I do not know why I only remember this one thing, though.
… we watched this one episode again and again…
… way you sat down to watch the Pine Barrens with me…
… remember only one consistent memory connection that lasts roughly an hour…
The way you sat down to watch the Pine Barrens with me was evidence of your love for me.
You sat with me through that lone episode that I so loved.
You crackled with laughter when Paulie and Christopher were fucking around with that Russian military guy in the Pines. When the Russian guy cries that he washes his balls with the kind of cold Paulie and Christopher were complaining of, you laughed harder than I did. Every time Christopher pulled Paulie’s legs, I heard you laugh. How gorgeous was your laughter. Every week, in a ritual, we watched, and we laughed. We watched, and you laughed. Laughed and laughed.
But I still cannot remember what my love looked like.

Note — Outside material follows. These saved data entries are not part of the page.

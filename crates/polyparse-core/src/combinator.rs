//! Shared machinery for n-ary combinators, and the named-capture marker.

use std::any::Any;
use std::fmt;
use std::hash::{Hash, Hasher};
use std::rc::Rc;

use crate::line::Line;
use crate::parser::{Grammar, Parser, ParserKind};
use crate::variant::{ParseVariant, Variants};

/// Normalize the children of an n-ary combinator of `kind`.
///
/// Children that are themselves `kind` combinators are spliced in place, so
/// nesting never changes the shape of a combinator, and identity matchers
/// are dropped.
pub(crate) fn flatten<I>(kind: ParserKind, children: I) -> Vec<Grammar>
where
    I: IntoIterator<Item = Grammar>,
{
    let mut out = Vec::new();
    for child in children {
        if child.kind() == kind {
            out.extend(child.children());
        } else if child.kind() != ParserKind::Empty {
            out.push(child);
        }
    }
    out
}

/// Ordered child equality against another node of the same kind.
pub(crate) fn same_children(kind: ParserKind, children: &[Grammar], other: &dyn Parser) -> bool {
    other.kind() == kind && children == other.children().as_slice()
}

/// Join children for display, e.g. `(a & b & c)`.
pub(crate) fn fmt_children(
    f: &mut fmt::Formatter<'_>,
    children: &[Grammar],
    symbol: &str,
) -> fmt::Result {
    f.write_str("(")?;
    for (i, child) in children.iter().enumerate() {
        if i > 0 {
            write!(f, " {} ", symbol)?;
        }
        write!(f, "{}", child)?;
    }
    f.write_str(")")
}

/// Tags a sub-parser with a key for labeled extraction.
///
/// Parses exactly like the wrapped parser; every state it yields is wrapped
/// again, so the key survives into match results.
pub struct Named {
    key: String,
    inner: Grammar,
}

impl Named {
    pub fn new(key: impl Into<String>, inner: Grammar) -> Self {
        Self {
            key: key.into(),
            inner,
        }
    }

    pub fn key(&self) -> &str {
        &self.key
    }

    pub fn inner(&self) -> &Grammar {
        &self.inner
    }
}

impl Parser for Named {
    fn parse(self: Rc<Self>, line: Line) -> Variants {
        let key = self.key.clone();
        Box::new(self.inner.parse(line).map(move |result| {
            result.map(|variant| {
                let state = Grammar::new(Named::new(key.clone(), variant.state));
                ParseVariant::new(state, variant.remainder)
            })
        }))
    }

    fn kind(&self) -> ParserKind {
        ParserKind::Named
    }

    fn children(&self) -> Vec<Grammar> {
        vec![self.inner.clone()]
    }

    fn same_as(&self, other: &dyn Parser) -> bool {
        other
            .as_any()
            .downcast_ref::<Named>()
            .is_some_and(|other| other.key == self.key && other.inner == self.inner)
    }

    fn hash_into(&self, mut state: &mut dyn Hasher) {
        ParserKind::Named.hash(&mut state);
        self.key.hash(&mut state);
        self.inner.hash(&mut state);
    }

    fn clear_cache(&self) {
        self.inner.clear_cache();
    }

    fn as_any(&self) -> &dyn Any {
        self
    }
}

impl fmt::Display for Named {
    fn fmt(&self, f: &mut fmt::Formatter<'_>) -> fmt::Result {
        write!(f, "{}={}", self.key, self.inner)
    }
}

/// Tag `inner` with `key`.
pub fn named(key: impl Into<String>, inner: Grammar) -> Grammar {
    Grammar::new(Named::new(key, inner))
}
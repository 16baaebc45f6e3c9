//! Property-based tests for ambiguous and recursive grammars
//!
//! The grammar under test segments a line into words from a small
//! vocabulary where one word is the concatenation of two others:
//!
//! - WORD := "a" | "b" | "ab"
//! - S    := WORD | WORD S
//!
//! so the number of full matches can be counted independently.

use polyparse_core::{full_match, literal, named, Alternation, Grammar};
use proptest::prelude::*;

const VOCABULARY: [&str; 3] = ["a", "b", "ab"];

fn vocabulary() -> Grammar {
    VOCABULARY
        .iter()
        .map(|word| named("word", literal(word).unwrap()))
        .reduce(|acc, word| acc | word)
        .unwrap()
}

fn segmenter() -> Grammar {
    let word = vocabulary();
    let s = Grammar::new(Alternation::new([word.clone()]));
    s.add_alternative(word + s.clone()).unwrap();
    full_match(s)
}

/// Reference count of segmentations, by direct recursion.
fn count_segmentations(input: &str) -> usize {
    if input.is_empty() {
        return 1;
    }
    VOCABULARY
        .iter()
        .filter(|word| input.starts_with(*word))
        .map(|word| count_segmentations(&input[word.len()..]))
        .sum()
}

fn input_strategy() -> impl Strategy<Value = String> {
    "[ab]{1,8}"
}

proptest! {
    #[test]
    fn segmentation_count_matches_reference(input in input_strategy()) {
        let found = segmenter().parse_all(input.as_str()).map_or(0, |v| v.len());
        prop_assert_eq!(found, count_segmentations(&input));
    }

    #[test]
    fn full_matches_cover_the_input(input in input_strategy()) {
        for variant in segmenter().parse_all(input.as_str()).unwrap() {
            prop_assert!(variant.is_complete());
            prop_assert_eq!(variant.state.text(), input.clone());

            let words: String = variant
                .state
                .captures()
                .into_iter()
                .map(|(_, state)| state.text())
                .collect();
            prop_assert_eq!(words, input.clone());
        }
    }

    #[test]
    fn repeated_parses_are_identical(input in "[abc]{0,8}") {
        let grammar = segmenter();
        let first = grammar.parse_all(input.as_str());
        let second = grammar.parse_all(input.as_str());
        let fresh = segmenter().parse_all(input.as_str());
        prop_assert_eq!(&first, &second);
        prop_assert_eq!(&first, &fresh);
    }

    #[test]
    fn memoized_and_direct_alternation_agree(input in "[abc]{0,4}") {
        let alt = vocabulary();
        let direct = alt.as_alternation().unwrap().parse_direct(input.as_str()).ok();
        let memoized = alt.parse_all(input.as_str()).ok();
        prop_assert_eq!(direct, memoized);
    }
}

… were lovers before we were strangers, and we remembered this little detail before the rains hit us…
… now I am searching for you, my love.
I have to kill you.
“orders”.
Shalini Singh is a multi-genre writer from India who now lives and creates art forms in the wild prairies of Iowa. A lifelong learner and an inclusive progressive teacher, she is invested in multiple projects, some of which revolve around math and poems, hypnopompia, necro pastorals, cultural explosions, intrusions in space-time, and the art of living. She is a voracious reader who has been reviewing books for the last eight years and binge-watches/eats everything good/interesting in sight, finding a confluence of multimedia and technology-less world of minimalism everywhere she goes. You can find her on instagram @belladonnaoflavender.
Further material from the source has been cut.